Gli integratori multivitaminici aiutano a prevenire il cancro, riducendo il rischio dell'8%. A dirlo è il 'Physicians' Health Study II' (Phs II), uno studio promosso dall'Istituto Nazionale di Sanità americano, presentato questa mattina nel corso di 'Pianeta Nutrizione & Integrazione', uno tra i principali e più attesi momenti di aggiornamento e formazione nel campo della corretta nutrizione e degli integratori, in scena alla Fiera di Parma da oggi al 18 maggio.


"Più di metà della popolazione americana assume un integratore alimentare e tra questi i multivitaminici sono quelli più diffusi - ha spiegato Howard Sesso, dell'Harvard Medical School e Brigham and Women's Hospital di Boston, uno dei principali autori del Phs II, che a Parma ha presentato per la prima volta alla comunità scientifica italiana i risultati del trial -. Nessuno fino ad oggi aveva mai studiato gli effetti sulla salute legati ad un loro impiego costante e continuativo nel tempo".

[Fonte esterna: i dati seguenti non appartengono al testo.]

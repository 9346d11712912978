pub mod bm25;
pub mod builder;
pub mod context;
pub mod corpus;
pub mod feature;
pub mod serde;
pub mod token;

use std::marker::PhantomData;
use std::sync::Arc;

use crate::config::VectorizerConfig;
use crate::error::{Result, VectorizerError};
use crate::utils::math::vector::SparseVec;
use crate::vectorizer::bm25::{Bm25Engine, WeightingEngine};
use crate::vectorizer::builder::DocumentVectorBuilder;
use crate::vectorizer::corpus::CorpusModel;

/// Fit / transform front end over a shared `CorpusModel`.
///
/// The model sits behind an `Arc`: `fit` builds a fresh model and swaps the
/// reference, so callers holding the previous `Arc` keep a consistent view.
#[derive(Debug, Clone)]
pub struct Vectorizer<E = Bm25Engine>
where
    E: WeightingEngine + Send + Sync,
{
    config: VectorizerConfig,
    model: Option<Arc<CorpusModel>>,
    _marker: PhantomData<E>,
}

impl<E> Default for Vectorizer<E>
where
    E: WeightingEngine + Send + Sync,
{
    fn default() -> Self {
        Self {
            config: VectorizerConfig::default(),
            model: None,
            _marker: PhantomData,
        }
    }
}

impl<E> Vectorizer<E>
where
    E: WeightingEngine + Send + Sync,
{
    pub fn new() -> Self {
        Self::default()
    }

    pub fn with_config(config: VectorizerConfig) -> Result<Self> {
        config.validate()?;
        Ok(Self {
            config,
            model: None,
            _marker: PhantomData,
        })
    }

    /// Wraps an already fitted model, e.g. one restored from a cache.
    pub fn from_model(model: Arc<CorpusModel>) -> Result<Self> {
        model.validate()?;
        Ok(Self {
            config: *model.config(),
            model: Some(model),
            _marker: PhantomData,
        })
    }

    pub fn config(&self) -> &VectorizerConfig {
        &self.config
    }

    pub fn model(&self) -> Option<&Arc<CorpusModel>> {
        self.model.as_ref()
    }

    pub fn is_fitted(&self) -> bool {
        self.model.is_some()
    }

    /// Builds vocabulary, IDF table and average length from `documents`,
    /// replacing any previous model wholesale.
    pub fn fit<T>(&mut self, documents: &[T]) -> Result<()>
    where
        T: AsRef<str> + Sync,
    {
        let model = CorpusModel::fit::<E, T>(documents, self.config)?;
        self.model = Some(Arc::new(model));
        Ok(())
    }

    /// One normalized sparse row per document.
    pub fn transform<T>(&self, documents: &[T]) -> Result<Vec<SparseVec<f64>>>
    where
        T: AsRef<str> + Sync,
    {
        let builder = self.builder()?;
        Ok(builder.build_batch(documents))
    }

    /// `documents.len() x vocab_size` dense matrix.
    pub fn transform_dense<T>(&self, documents: &[T]) -> Result<Vec<Vec<f64>>>
    where
        T: AsRef<str> + Sync,
    {
        Ok(self
            .transform(documents)?
            .iter()
            .map(SparseVec::to_dense)
            .collect())
    }

    pub fn transform_one(&self, text: &str) -> Result<SparseVec<f64>> {
        Ok(self.builder()?.build(text))
    }

    pub fn fit_transform<T>(&mut self, documents: &[T]) -> Result<Vec<SparseVec<f64>>>
    where
        T: AsRef<str> + Sync,
    {
        self.fit(documents)?;
        self.transform(documents)
    }

    fn builder(&self) -> Result<DocumentVectorBuilder<'_, E>> {
        let model = self.model.as_deref().ok_or(VectorizerError::NotFitted)?;
        Ok(DocumentVectorBuilder::new(model))
    }
}

#[cfg(test)]
mod tests {
    use super::*;

    #[test]
    fn transform_before_fit_fails() {
        let vectorizer: Vectorizer = Vectorizer::new();
        assert!(matches!(vectorizer.transform(&["hello"]), Err(VectorizerError::NotFitted)));
        assert!(matches!(vectorizer.transform_one("hello"), Err(VectorizerError::NotFitted)));
    }

    #[test]
    fn fit_on_empty_corpus_fails() {
        let mut vectorizer: Vectorizer = Vectorizer::new();
        let docs: Vec<String> = Vec::new();
        assert!(matches!(vectorizer.fit(&docs), Err(VectorizerError::EmptyCorpus)));
        assert!(!vectorizer.is_fitted());
    }

    #[test]
    fn dense_matrix_shape() {
        let docs = ["cat sat on mat", "dog sat on rug"];
        let mut vectorizer: Vectorizer = Vectorizer::new();
        vectorizer.fit(&docs).unwrap();
        let matrix = vectorizer.transform_dense(&["cat", "dog", "bird"]).unwrap();
        assert_eq!(matrix.len(), 3);
        assert!(matrix.iter().all(|row| row.len() == 15));
        assert!(matrix[2].iter().all(|&v| v == 0.0));
        let norm: f64 = matrix[0].iter().map(|v| v * v).sum::<f64>().sqrt();
        assert!((norm - 1.0).abs() < 1e-12);
    }

    #[test]
    fn refit_swaps_model_without_touching_old_handle() {
        let mut vectorizer: Vectorizer = Vectorizer::new();
        vectorizer.fit(&["alpha beta"]).unwrap();
        let old = Arc::clone(vectorizer.model().unwrap());
        vectorizer.fit(&["gamma delta epsilon", "zeta"]).unwrap();
        let new = vectorizer.model().unwrap();
        assert!(!Arc::ptr_eq(&old, new));
        assert!(old.index_of("alpha").is_some());
        assert!(new.index_of("alpha").is_none());
        assert_eq!(old.doc_num(), 1);
        assert_eq!(new.doc_num(), 2);
    }

    #[test]
    fn fitting_twice_is_bit_identical() {
        let docs = ["Rust is fast", "Rust is safe, and fast!", "Python is friendly"];
        let mut a: Vectorizer = Vectorizer::new();
        let mut b: Vectorizer = Vectorizer::new();
        let rows_a = a.fit_transform(&docs).unwrap();
        let rows_b = b.fit_transform(&docs).unwrap();
        assert_eq!(a.model().unwrap(), b.model().unwrap());
        assert_eq!(rows_a, rows_b);
    }
}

Lo studio, durato 14 anni, ha consentito di valutare l'impatto dell'integrazione multivitaminica nella prevenzione primaria di alcune gravi patologie croniche e sono emerse evidenze positive e significative in particolare rispetto al cancro: "Nei soggetti che assumevano il multivitaminico - ha continuato Sesso - è stata riscontrata una riduzione pari all'8% del rischio di tumore rispetto al gruppo trattato con placebo".


A partecipare al progetto, sono stati oltre 14mila medici americani, di età superiore ai 50 anni che hanno assunto giornalmente, dal 1997 al 2011, un integratore alimentare multivitaminico e multiminerale della Pfizer Consumer Healthcare.